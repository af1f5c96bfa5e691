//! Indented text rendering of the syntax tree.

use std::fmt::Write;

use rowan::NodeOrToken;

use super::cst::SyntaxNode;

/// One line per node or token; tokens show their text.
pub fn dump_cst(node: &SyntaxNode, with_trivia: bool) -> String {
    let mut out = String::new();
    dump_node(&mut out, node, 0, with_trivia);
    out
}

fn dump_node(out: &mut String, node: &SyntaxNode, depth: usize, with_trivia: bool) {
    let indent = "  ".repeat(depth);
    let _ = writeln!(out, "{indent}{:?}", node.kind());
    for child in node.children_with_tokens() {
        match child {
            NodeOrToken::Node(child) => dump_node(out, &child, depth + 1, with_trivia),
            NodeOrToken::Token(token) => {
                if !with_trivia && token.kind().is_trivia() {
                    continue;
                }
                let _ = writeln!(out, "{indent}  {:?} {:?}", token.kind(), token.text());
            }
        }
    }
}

+-------+

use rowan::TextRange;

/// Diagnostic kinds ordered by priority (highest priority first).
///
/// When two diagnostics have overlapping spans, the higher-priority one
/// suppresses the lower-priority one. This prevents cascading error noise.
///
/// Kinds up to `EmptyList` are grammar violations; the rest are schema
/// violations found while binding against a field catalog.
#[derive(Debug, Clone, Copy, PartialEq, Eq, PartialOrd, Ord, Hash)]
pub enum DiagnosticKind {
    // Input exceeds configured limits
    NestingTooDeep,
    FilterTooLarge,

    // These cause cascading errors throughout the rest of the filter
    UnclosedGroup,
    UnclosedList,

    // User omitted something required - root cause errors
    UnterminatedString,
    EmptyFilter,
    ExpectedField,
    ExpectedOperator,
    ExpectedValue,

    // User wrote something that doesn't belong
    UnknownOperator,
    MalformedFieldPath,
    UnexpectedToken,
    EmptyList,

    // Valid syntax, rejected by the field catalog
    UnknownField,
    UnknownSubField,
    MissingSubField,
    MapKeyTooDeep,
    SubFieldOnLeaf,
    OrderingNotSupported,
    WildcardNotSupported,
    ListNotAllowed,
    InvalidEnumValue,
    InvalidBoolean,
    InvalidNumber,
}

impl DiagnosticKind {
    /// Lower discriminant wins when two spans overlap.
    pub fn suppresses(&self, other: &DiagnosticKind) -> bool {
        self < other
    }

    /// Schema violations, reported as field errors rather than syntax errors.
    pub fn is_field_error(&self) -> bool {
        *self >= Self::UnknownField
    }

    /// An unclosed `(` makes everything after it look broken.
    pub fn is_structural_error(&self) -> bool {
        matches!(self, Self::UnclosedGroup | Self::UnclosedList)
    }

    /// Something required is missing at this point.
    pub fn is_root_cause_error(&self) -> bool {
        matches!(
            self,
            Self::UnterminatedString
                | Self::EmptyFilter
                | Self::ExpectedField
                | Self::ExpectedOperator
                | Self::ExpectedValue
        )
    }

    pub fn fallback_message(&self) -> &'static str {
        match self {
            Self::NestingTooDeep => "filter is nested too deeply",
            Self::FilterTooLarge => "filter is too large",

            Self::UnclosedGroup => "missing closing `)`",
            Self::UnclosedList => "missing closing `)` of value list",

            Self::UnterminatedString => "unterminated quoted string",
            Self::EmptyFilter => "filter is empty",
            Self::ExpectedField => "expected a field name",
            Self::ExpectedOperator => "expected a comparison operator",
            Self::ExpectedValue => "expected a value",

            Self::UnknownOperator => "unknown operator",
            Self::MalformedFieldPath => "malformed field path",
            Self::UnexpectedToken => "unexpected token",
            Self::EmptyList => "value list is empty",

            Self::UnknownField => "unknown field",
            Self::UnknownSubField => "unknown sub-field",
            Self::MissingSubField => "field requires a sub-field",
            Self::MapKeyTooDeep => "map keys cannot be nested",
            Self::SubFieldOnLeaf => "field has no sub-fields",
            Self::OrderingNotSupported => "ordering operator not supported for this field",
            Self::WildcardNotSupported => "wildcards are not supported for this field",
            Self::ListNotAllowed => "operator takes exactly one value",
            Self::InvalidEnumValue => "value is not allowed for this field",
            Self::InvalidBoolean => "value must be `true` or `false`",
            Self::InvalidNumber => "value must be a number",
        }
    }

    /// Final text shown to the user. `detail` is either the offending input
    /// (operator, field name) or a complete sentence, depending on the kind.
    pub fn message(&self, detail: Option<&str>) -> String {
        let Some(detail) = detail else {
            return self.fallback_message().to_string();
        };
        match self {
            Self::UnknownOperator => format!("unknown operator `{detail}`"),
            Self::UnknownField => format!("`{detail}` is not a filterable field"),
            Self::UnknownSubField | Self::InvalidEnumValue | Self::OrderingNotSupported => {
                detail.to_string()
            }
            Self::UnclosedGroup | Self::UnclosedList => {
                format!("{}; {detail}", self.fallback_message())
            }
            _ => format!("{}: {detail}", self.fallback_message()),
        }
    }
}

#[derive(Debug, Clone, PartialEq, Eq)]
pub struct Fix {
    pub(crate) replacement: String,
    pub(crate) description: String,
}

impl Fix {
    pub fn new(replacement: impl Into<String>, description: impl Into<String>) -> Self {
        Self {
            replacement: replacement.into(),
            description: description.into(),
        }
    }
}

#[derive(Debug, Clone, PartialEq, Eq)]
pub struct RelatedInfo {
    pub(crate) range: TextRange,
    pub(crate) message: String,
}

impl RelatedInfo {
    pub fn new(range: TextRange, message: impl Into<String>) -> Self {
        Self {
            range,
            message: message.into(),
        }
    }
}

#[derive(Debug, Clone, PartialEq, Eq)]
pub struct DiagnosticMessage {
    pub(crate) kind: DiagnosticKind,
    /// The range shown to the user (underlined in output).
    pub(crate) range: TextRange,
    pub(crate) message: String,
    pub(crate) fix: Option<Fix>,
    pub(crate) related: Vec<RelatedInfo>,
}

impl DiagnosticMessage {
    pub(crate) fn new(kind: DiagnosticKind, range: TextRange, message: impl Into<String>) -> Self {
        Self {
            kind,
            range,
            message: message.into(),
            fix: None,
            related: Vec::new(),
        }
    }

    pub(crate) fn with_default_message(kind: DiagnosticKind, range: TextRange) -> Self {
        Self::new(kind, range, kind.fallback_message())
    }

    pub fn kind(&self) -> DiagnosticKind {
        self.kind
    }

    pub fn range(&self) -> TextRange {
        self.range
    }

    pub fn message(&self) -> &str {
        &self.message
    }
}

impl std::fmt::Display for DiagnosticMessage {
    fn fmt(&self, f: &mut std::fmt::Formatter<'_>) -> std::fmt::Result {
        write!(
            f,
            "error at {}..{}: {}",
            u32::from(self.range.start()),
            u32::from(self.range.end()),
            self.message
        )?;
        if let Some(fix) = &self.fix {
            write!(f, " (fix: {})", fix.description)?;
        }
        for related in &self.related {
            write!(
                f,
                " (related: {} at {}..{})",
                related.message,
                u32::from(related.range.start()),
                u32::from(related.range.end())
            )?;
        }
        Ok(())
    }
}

+-------+

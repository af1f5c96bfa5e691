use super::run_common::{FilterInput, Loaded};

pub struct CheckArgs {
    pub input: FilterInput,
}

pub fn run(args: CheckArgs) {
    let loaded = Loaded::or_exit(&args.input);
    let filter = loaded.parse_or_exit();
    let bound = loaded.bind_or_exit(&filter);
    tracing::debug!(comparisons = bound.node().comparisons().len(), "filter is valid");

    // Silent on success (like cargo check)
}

+-------+

Task goal = Go through the data above and count the lines that hold "UnclosedGroup". Respond with the number and no other words.

Task answer = 4